L'accès à la base de données est restreint à l'équipe technique via VPN + authentification forte (2FA).

5. Sous-traitants et Tiers

Spirit Pay ne revend jamais vos données. Nos sous-traitants agréés sont :

Sous-traitantFinalitéLocalisation
Bridge (Perspecteev)Open Banking PSD2 - initiation de paiementUE (France)
Render Inc.Hébergement backend & base de donnéesUE / USA (CCT)
MongoDB AtlasBase de données chiffréeUE
Expo / FirebaseNotifications push mobilesUSA (CCT)

6. Durées de Conservation

  • Données de compte : Durée de la relation contractuelle + 5 ans (archivage probatoire).
  • Transactions financières : 10 ans (obligation comptable et fiscale française).
  • Logs de sécurité : 12 mois glissants, puis suppression automatique.
  • Tokens de session : Expiration courte (1h), avec blacklist immédiate en cas de déconnexion.
  • Cookies de consentement : 12 mois (renouvellement du consentement demandé à l'échéance).

7. Vos Droits RGPD

Conformément au RGPD (Art. 15 à 22), vous disposez des droits suivants. Pour les exercer, contactez contact@spiritpay.net - réponse sous 30 jours maximum.

Droit d'accès (Art. 15)

Obtenir une copie de toutes les données personnelles que nous détenons sur vous, dans un format lisible.

→ Envoyez votre demande à contact@spiritpay.net
Droit de rectification (Art. 16)

Corriger les données inexactes ou incomplètes vous concernant directement depuis votre espace client.

→ Modifiable dans Paramètres → Mon profil
Droit à la portabilité (Art. 20)

Recevoir vos données dans un format structuré (JSON), lisible par machine, pour les transférer à un autre service.

→ Demande par email à contact@spiritpay.net
Droit à l'effacement - droit à l'oubli (Art. 17)

Demander la suppression complète de votre compte et de toutes les données associées. Irrévocable - à utiliser avec précaution.

→ Paramètres → Supprimer mon compte (confirmation mot de passe requise)

Si vous estimez que vos droits ne sont pas respectés, vous pouvez adresser une réclamation à la CNIL (autorité de contrôle française).

8. Cookies

Nous utilisons uniquement des cookies strictement nécessaires au fonctionnement du service (session, sécurité). Aucun cookie publicitaire ou de tracking tiers n'est déposé sans votre consentement explicite.

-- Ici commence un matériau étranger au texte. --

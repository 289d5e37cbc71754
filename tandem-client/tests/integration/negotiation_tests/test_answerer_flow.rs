use std::time::Duration;
use tandem_client::{ClientConfig, LocationError, NegotiationState, Role, SdpKind};
use tandem_core::{RoomId, SignalMessage};

use crate::integration::init_tracing;
use crate::utils::{Harness, MockLocation, TransportCall};

const REMOTE_OFFER: &str = "v=0\r\no=remote 7 0 IN IP4 10.0.0.9\r\ns=offer\r\n";

fn offer(room: &str) -> SignalMessage {
    SignalMessage::Offer {
        sdp: REMOTE_OFFER.into(),
        room_id: RoomId::from(room),
    }
}

fn answer_location(sent: &[SignalMessage]) -> Option<Option<String>> {
    sent.iter().find_map(|m| match m {
        SignalMessage::Answer { location, .. } => Some(location.clone()),
        _ => None,
    })
}

#[tokio::test]
async fn test_room_creator_waits_then_answers_with_location() {
    init_tracing();

    let mut h = Harness::new();
    let room = RoomId::from("call-1");

    h.negotiator.request_join(room.clone()).await.unwrap();
    assert_eq!(
        h.sent(),
        vec![SignalMessage::Join {
            room_id: room.clone()
        }]
    );
    assert_eq!(
        h.negotiator.state(),
        &NegotiationState::AwaitingAdmission {
            room_id: room.clone()
        }
    );
    assert_eq!(h.negotiator.role(), Role::Unassigned);
    assert!(h.transports.created().is_empty());

    h.deliver(SignalMessage::RoomCreated {
        room_id: room.clone(),
    })
    .await;
    assert_eq!(
        h.negotiator.state(),
        &NegotiationState::Answering {
            room_id: room.clone()
        }
    );
    assert_eq!(h.negotiator.role(), Role::Answerer);
    assert!(h.sent().is_empty(), "answerer must not offer");

    h.deliver(offer("call-1")).await;

    let transport = h.transports.last();
    let answer_sdp = transport.local_sdp().unwrap();
    assert_eq!(
        transport.calls(),
        vec![
            TransportCall::SetRemote(SdpKind::Offer, REMOTE_OFFER.into()),
            TransportCall::CreateAnswer,
            TransportCall::SetLocal(SdpKind::Answer, answer_sdp.clone()),
        ]
    );
    assert_eq!(
        h.sent(),
        vec![SignalMessage::Answer {
            sdp: answer_sdp,
            room_id: room,
            location: Some("Lat: 1, Lng: 2".into()),
        }]
    );
    assert!(h.negotiator.remote_description_applied());
}

#[tokio::test]
async fn test_answer_sent_without_location_when_lookup_fails() {
    init_tracing();

    let mut h = Harness::builder()
        .location(MockLocation::failing(LocationError::PermissionDenied))
        .build();
    h.join_as_answerer("call-1").await;
    h.deliver(offer("call-1")).await;

    assert_eq!(answer_location(&h.sent()), Some(None));
    assert!(h.observer.failures().is_empty());
}

#[tokio::test]
async fn test_answer_sent_without_location_provider() {
    init_tracing();

    let mut h = Harness::builder().without_location().build();
    h.join_as_answerer("call-1").await;
    h.deliver(offer("call-1")).await;

    assert_eq!(answer_location(&h.sent()), Some(None));
}

#[tokio::test(start_paused = true)]
async fn test_slow_location_lookup_is_bounded() {
    init_tracing();

    let config = ClientConfig {
        location_timeout: Duration::from_secs(15),
        ..Default::default()
    };
    let mut h = Harness::builder()
        .config(config)
        .location(MockLocation::hanging())
        .build();
    h.join_as_answerer("call-1").await;

    let started = tokio::time::Instant::now();
    h.deliver(offer("call-1")).await;

    assert_eq!(answer_location(&h.sent()), Some(None));
    assert!(started.elapsed() < Duration::from_secs(16));
}

#[tokio::test]
async fn test_second_offer_is_ignored() {
    init_tracing();

    let mut h = Harness::new();
    h.join_as_answerer("call-1").await;
    h.deliver(offer("call-1")).await;
    h.sent();
    let calls = h.transports.last().calls().len();

    h.deliver(offer("call-1")).await;

    assert!(h.sent().is_empty());
    assert_eq!(h.transports.last().calls().len(), calls);
}

#[tokio::test]
async fn test_offer_for_another_room_is_ignored() {
    init_tracing();

    let mut h = Harness::new();
    h.join_as_answerer("call-1").await;
    h.deliver(offer("elsewhere")).await;

    assert!(h.sent().is_empty());
    assert!(h.transports.last().calls().is_empty());
    assert!(!h.negotiator.remote_description_applied());
}

#[tokio::test]
async fn test_relay_ice_servers_used_for_peer_connection() {
    init_tracing();

    let mut h = Harness::new();
    let announced = vec![tandem_core::IceServerConfig {
        urls: vec!["turn:turn.example.org:3478".into()],
        username: Some("u".into()),
        credential: Some("p".into()),
    }];
    h.deliver(SignalMessage::IceServers {
        ice_servers: announced.clone(),
    })
    .await;
    h.join_as_answerer("call-1").await;

    assert_eq!(h.transports.ice_servers_seen(), vec![announced]);
}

Vous pouvez modifier votre choix à tout moment en effaçant le localStorage de votre navigateur (clé : spiritpay_cookie_consent).

Secure by Design

Spirit Pay est développé selon les principes Secure by Design et Privacy by Design.
La sécurité et la confidentialité sont intégrées dès la conception, pas ajoutées a posteriori.